Un peu d'histoire
Origine et histoire
La naissance du Fish and Chips est le produit d’une rencontre culturelle et sociale du XIXe siècle en Grande-Bretagne. La friture de poisson remonte à des pratiques culinaires apportées par des communautés sépharades venues du Portugal et d’Espagne, tandis que la pomme de terre frite (frites) est une spécialité des Pays-Bas et du nord de la France.
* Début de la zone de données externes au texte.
use crate::{
    codec::{DecodeError, EncodeError, Reader, Registry, Writer},
    extract::{Accessor, ResolveError},
    value::{Record, Value},
};
use std::sync::{
    Arc,
    atomic::{AtomicUsize, Ordering},
};

pub(crate) const UPPER_IDENTITY: &str = "test.UpperField";
pub(crate) const COUNTING_IDENTITY: &str = "test.CountingField";

/// `Person { age }` record.
pub(crate) fn person(age: impl Into<Value>) -> Value {
    Value::Record(Record::new("Person").with_field("age", age))
}

/// `Person { age, name }` record.
pub(crate) fn named_person(name: &str, age: i64) -> Value {
    Value::Record(
        Record::new("Person")
            .with_field("age", age)
            .with_field("name", name),
    )
}

///
/// UpperField
///
/// Reads one text field and upper-cases it. Carries the field name on the
/// wire, so it exercises accessor-owned fields. Named `<field>.upper`, since
/// its output is not the stored property.
///

#[derive(Debug)]
pub(crate) struct UpperField {
    pub(crate) field: String,
    name: String,
}

impl UpperField {
    fn new(field: String) -> Self {
        let name = format!("{field}.upper");

        Self { field, name }
    }

    pub(crate) fn handle(field: &str) -> Arc<dyn Accessor> {
        Arc::new(Self::new(field.to_string()))
    }

    pub(crate) fn decode(input: &mut Reader<'_>) -> Result<Arc<dyn Accessor>, DecodeError> {
        Ok(Arc::new(Self::new(input.read_str()?)))
    }
}

impl Accessor for UpperField {
    fn identity(&self) -> &'static str {
        UPPER_IDENTITY
    }

    fn name(&self) -> &str {
        &self.name
    }

    fn access(&self, value: &Value) -> Result<Value, ResolveError> {
        let field = value
            .as_record()
            .and_then(|record| record.field(&self.field))
            .ok_or_else(|| ResolveError::MissingProperty {
                name: self.field.clone(),
                kind: value.tag(),
            })?;

        match field {
            Value::Text(text) => Ok(Value::Text(text.to_uppercase())),
            other => Err(ResolveError::Accessor {
                name: self.field.clone(),
                message: format!("expected text, found {}", other.tag()),
            }),
        }
    }

    fn write_fields(&self, out: &mut Writer) -> Result<(), EncodeError> {
        out.write_str(&self.field)
    }
}

///
/// CountingField
///
/// Plain read of a record field that counts how often it was asked to.
///

#[derive(Debug)]
pub(crate) struct CountingField {
    pub(crate) field: String,
    pub(crate) calls: Arc<AtomicUsize>,
}

impl CountingField {
    pub(crate) fn handle(field: &str) -> (Arc<dyn Accessor>, Arc<AtomicUsize>) {
        let calls = Arc::new(AtomicUsize::new(0));
        let accessor = Arc::new(Self {
            field: field.to_string(),
            calls: Arc::clone(&calls),
        });

        (accessor, calls)
    }
}

impl Accessor for CountingField {
    fn identity(&self) -> &'static str {
        COUNTING_IDENTITY
    }

    fn name(&self) -> &str {
        &self.field
    }

    fn access(&self, value: &Value) -> Result<Value, ResolveError> {
        self.calls.fetch_add(1, Ordering::SeqCst);

        value
            .as_record()
            .and_then(|record| record.field(&self.field))
            .cloned()
            .ok_or_else(|| ResolveError::MissingProperty {
                name: self.field.clone(),
                kind: value.tag(),
            })
    }
}

/// Registry that knows `UpperField`.
pub(crate) fn test_registry() -> Registry {
    Registry::new()
        .with_accessor(UPPER_IDENTITY, UpperField::decode)
        .expect("test accessor identity should register")
}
La combinaison telle qu’on la connaît aujourd’hui s’est imposée avec l’urbanisation rapide et la révolution industrielle : nourriture chaude, bon marché et facile à emporter pour des ouvriers. L’ouverture attribuée à Joseph Malin à Londres dans les années 1860 est souvent citée comme l’un des premiers commerces spécialisés, même si l’association poisson+chips a émergé progressivement dans différentes villes industrielles comme Manchester, Liverpool et Newcastle. Durant la Seconde Guerre mondiale, le plat resta largement disponible en Grande-Bretagne car il fut exempté d’une grande partie du système de rationnement, ce qui contribua à ancrer son statut d’aliment national.
Ce qui la caractérise en bouche
Le charme du Fish and Chips tient à l’opposition de textures et de saveurs : un filet de cabillaud (ou de colin / haddock) tendre et feuilleté, enrobé d’une pâte à frire croustillante et légère, souvent réalisée avec de la farine, une pincée de levure chimique, de la bière blonde et parfois un œuf, comme dans la recette fournie. Les pommes de terre coupées en bâtonnets épais et frites deux fois offrent un intérieur moelleux et une croûte dorée. L’assaisonnement simple (sel, vinaigre de malt) révèle le goût du poisson sans le masquer ; autour peuvent graviter la sauce tartare, le jus de citron, voire les mushy peas (purée de pois flageolets) pour un contraste de fraîcheur et de texture. C’est un plat de bord de mer et de sortie rapide mais consommé toute l’année, particulièrement apprécié lors de promenades sur la côte ou après une soirée tardive.
Variantes et adaptations connues
Les différences régionales sont nettes au Royaume‑Uni : le cod est préféré en Angleterre du sud et à l’est, tandis que l’Écosse et le nord-est optent souvent pour le haddock, parfois fumé. Dans le nord de l’Angleterre, on sert volontiers des mushy peas ou une sauce au curry ; certains établissements emballent encore la portion dans du papier journal, pratique historique. À l’étranger, l’Australie et la Nouvelle‑Zélande ont fait du fish and chips un plat de plage avec des poissons locaux (hoki, hoki/pollock), et en Amérique du Nord le plat s’adapte aux espèces régionales comme le flétan. D’un point de vue technique, des variantes modernes incluent la cuisson au four ou la panure panko pour alléger la friture traditionnelle.
Importance culturelle et patrimoine
Le Fish and Chips est plus qu’un plat : il symbolise une histoire sociale et régionale. Il a nourri les classes laborieuses, structuré le réseau des « chippies » (établissements de vente) et accompagné l’essor des stations balnéaires britanniques. Aujourd’hui encore, il tient une place dans l’imaginaire national, tout en étant au cœur de débats contemporains sur la durabilité des stocks de cabillaud et les pratiques de pêche. Sa simplicité et sa capacité d’adaptation expliquent pourquoi il demeure un incontournable, tant dans une version traditionnelle que revisitée par les lieux de restauration contemporains.